Records to process: Begin
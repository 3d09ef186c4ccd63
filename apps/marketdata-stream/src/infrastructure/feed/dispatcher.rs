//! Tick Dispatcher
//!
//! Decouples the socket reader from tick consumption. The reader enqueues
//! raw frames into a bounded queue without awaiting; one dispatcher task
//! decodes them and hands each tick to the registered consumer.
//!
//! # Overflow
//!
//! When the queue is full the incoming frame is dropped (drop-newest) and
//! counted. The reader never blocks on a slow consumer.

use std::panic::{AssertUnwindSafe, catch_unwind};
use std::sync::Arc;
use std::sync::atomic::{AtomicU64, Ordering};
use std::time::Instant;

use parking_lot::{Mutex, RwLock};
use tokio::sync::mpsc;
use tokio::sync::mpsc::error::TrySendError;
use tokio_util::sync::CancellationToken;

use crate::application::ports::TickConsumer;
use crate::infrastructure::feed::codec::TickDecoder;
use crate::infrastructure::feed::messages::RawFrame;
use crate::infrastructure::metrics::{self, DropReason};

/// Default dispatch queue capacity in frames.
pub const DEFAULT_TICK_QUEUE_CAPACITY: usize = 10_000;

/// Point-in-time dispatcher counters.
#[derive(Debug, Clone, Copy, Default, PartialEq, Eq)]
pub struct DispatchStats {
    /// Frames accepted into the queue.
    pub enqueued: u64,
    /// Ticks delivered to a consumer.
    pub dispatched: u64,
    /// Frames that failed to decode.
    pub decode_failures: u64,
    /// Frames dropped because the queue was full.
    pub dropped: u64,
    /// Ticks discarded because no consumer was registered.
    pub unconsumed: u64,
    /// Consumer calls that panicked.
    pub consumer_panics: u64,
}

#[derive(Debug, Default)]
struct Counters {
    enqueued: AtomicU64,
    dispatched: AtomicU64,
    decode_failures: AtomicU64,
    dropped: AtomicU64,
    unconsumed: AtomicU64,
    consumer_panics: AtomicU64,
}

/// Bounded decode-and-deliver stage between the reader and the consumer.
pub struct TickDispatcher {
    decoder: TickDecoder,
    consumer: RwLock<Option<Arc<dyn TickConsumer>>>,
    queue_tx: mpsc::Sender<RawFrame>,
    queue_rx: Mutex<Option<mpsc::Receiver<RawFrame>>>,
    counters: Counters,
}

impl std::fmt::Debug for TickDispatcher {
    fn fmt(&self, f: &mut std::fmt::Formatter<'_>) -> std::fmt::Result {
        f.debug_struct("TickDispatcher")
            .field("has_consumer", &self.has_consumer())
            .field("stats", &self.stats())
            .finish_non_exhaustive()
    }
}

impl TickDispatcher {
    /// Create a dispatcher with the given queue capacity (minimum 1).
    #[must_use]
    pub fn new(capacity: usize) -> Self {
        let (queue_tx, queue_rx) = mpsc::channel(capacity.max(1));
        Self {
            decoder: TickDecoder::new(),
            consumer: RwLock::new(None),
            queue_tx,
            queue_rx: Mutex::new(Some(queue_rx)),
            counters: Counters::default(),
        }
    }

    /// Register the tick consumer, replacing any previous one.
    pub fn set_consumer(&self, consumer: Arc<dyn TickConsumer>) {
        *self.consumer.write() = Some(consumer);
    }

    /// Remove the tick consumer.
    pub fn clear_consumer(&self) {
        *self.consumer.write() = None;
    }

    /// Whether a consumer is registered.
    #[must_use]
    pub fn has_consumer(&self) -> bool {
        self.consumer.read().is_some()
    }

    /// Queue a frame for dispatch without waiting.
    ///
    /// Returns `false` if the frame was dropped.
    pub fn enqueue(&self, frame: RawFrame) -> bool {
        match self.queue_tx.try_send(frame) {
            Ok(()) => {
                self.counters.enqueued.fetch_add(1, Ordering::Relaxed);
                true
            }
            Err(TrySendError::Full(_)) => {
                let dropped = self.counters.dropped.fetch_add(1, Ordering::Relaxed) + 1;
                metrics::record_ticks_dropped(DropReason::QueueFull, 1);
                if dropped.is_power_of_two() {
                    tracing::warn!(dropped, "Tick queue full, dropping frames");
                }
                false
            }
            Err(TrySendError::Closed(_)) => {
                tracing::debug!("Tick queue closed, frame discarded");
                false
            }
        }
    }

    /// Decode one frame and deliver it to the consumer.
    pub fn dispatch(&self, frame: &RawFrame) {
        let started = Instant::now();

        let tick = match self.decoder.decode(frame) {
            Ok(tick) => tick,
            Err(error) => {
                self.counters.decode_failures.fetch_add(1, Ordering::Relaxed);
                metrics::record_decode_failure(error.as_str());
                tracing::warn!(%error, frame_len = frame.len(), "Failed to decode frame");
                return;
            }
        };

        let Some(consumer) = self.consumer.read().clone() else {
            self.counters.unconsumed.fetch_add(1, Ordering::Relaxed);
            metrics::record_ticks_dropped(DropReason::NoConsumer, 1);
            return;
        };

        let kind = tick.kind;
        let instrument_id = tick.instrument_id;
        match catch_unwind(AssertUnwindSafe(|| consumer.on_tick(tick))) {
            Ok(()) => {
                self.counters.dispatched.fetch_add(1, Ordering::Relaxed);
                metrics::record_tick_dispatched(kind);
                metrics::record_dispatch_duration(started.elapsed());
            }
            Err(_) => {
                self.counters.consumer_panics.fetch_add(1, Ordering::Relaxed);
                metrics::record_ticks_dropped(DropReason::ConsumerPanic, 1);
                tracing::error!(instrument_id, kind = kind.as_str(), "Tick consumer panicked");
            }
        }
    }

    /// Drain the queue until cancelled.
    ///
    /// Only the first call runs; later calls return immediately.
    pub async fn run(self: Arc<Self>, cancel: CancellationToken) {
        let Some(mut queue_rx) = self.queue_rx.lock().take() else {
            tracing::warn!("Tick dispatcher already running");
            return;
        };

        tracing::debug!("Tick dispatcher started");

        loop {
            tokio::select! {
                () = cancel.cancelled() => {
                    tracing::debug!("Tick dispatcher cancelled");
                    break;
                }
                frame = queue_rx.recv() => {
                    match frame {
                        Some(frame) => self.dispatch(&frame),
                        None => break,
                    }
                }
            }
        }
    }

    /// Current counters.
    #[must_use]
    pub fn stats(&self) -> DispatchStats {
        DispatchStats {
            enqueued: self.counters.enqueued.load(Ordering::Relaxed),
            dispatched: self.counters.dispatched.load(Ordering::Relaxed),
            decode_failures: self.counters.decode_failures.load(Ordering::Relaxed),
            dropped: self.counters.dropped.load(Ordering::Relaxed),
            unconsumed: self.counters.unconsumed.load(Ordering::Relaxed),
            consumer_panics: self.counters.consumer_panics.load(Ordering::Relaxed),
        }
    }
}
Records to process: End
Records to process: Begin
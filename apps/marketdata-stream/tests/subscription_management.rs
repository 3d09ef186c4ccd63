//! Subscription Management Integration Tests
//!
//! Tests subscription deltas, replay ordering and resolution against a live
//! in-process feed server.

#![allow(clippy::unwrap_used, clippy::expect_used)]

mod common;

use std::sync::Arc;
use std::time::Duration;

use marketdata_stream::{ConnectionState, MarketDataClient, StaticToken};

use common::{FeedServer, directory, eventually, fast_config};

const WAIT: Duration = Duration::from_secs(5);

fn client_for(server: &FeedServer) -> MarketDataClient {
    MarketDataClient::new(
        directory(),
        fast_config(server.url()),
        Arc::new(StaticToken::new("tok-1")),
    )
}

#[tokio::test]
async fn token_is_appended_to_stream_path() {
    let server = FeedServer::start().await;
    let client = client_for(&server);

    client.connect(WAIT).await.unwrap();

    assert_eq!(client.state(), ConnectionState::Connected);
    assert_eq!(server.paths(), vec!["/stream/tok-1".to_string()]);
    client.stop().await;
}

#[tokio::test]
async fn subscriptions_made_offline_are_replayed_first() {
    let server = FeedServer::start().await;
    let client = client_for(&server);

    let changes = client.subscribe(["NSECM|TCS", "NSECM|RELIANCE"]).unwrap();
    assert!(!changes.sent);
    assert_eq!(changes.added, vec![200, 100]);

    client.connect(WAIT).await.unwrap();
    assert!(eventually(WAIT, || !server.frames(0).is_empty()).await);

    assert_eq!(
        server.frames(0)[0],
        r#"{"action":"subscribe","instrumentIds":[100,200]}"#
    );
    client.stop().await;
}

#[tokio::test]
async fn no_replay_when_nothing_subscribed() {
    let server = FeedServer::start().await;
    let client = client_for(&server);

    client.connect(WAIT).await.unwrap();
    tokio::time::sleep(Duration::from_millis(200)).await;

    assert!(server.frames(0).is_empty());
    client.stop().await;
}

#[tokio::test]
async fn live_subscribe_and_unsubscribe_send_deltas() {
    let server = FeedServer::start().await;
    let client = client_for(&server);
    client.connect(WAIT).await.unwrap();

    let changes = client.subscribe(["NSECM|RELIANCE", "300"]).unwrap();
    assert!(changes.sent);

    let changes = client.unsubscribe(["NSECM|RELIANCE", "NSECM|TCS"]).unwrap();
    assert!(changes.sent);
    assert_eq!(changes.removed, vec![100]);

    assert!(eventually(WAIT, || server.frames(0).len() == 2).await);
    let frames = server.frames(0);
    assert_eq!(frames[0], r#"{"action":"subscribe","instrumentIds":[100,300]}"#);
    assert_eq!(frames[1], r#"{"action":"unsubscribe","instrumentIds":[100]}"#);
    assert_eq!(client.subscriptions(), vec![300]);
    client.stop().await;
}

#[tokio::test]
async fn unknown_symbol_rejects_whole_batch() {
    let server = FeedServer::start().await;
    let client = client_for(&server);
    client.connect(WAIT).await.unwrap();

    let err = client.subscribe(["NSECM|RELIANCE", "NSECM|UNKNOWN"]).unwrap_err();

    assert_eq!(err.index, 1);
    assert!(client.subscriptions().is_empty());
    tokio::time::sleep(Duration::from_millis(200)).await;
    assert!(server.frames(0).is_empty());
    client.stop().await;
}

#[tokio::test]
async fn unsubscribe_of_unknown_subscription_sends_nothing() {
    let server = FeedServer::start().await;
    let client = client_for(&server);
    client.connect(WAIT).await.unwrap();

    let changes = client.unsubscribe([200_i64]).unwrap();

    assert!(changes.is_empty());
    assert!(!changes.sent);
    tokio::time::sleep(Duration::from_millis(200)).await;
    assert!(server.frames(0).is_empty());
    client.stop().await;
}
Records to process: End
§ Work to complete
Among the lines above, find each one containing the string "ConnectionState" and copy it.

§ Reply
use marketdata_stream::{ConnectionState, MarketDataClient, StaticToken};
    assert_eq!(client.state(), ConnectionState::Connected);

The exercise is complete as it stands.